*WHAT YOU NEED TO DO*: Entries in the following listing are to be copied exactly as they stand.

*RECORDS PROVIDED*:

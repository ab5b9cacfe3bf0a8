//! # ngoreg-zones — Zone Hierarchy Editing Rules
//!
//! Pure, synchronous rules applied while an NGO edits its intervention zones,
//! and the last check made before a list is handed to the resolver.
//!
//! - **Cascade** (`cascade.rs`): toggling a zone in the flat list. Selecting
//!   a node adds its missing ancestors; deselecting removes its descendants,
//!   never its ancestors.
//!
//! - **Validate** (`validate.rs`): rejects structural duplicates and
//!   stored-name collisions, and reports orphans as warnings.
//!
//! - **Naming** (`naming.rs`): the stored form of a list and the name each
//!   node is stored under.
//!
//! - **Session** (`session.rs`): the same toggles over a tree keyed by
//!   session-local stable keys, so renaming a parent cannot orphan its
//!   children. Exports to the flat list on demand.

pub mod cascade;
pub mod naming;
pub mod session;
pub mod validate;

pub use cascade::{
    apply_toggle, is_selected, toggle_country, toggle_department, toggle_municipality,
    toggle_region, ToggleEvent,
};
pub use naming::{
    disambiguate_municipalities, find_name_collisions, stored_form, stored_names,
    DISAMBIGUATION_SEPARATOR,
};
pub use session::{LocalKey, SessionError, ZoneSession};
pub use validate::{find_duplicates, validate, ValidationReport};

*ANSWER TO THE PROBLEM*:
repository ab5b9cacfe3bf0a8
//! # ngoreg-zones — Zone Hierarchy Editing Rules
//!
//! Pure, synchronous rules applied while an NGO edits its intervention zones,
//! and the last check made before a list is handed to the resolver.
//!
//! - **Cascade** (`cascade.rs`): toggling a zone in the flat list. Selecting
//!   a node adds its missing ancestors; deselecting removes its descendants,
//!   never its ancestors.
//!
//! - **Validate** (`validate.rs`): rejects structural duplicates and
//!   stored-name collisions, and reports orphans as warnings.
//!
//! - **Naming** (`naming.rs`): the stored form of a list and the name each
//!   node is stored under.
//!
//! - **Session** (`session.rs`): the same toggles over a tree keyed by
//!   session-local stable keys, so renaming a parent cannot orphan its
//!   children. Exports to the flat list on demand.

pub mod cascade;
pub mod naming;
pub mod session;
pub mod validate;

pub use cascade::{
    apply_toggle, is_selected, toggle_country, toggle_department, toggle_municipality,
    toggle_region, ToggleEvent,
};
pub use naming::{
    disambiguate_municipalities, find_name_collisions, stored_form, stored_names,
    DISAMBIGUATION_SEPARATOR,
};
pub use session::{LocalKey, SessionError, ZoneSession};
pub use validate::{find_duplicates, validate, ValidationReport};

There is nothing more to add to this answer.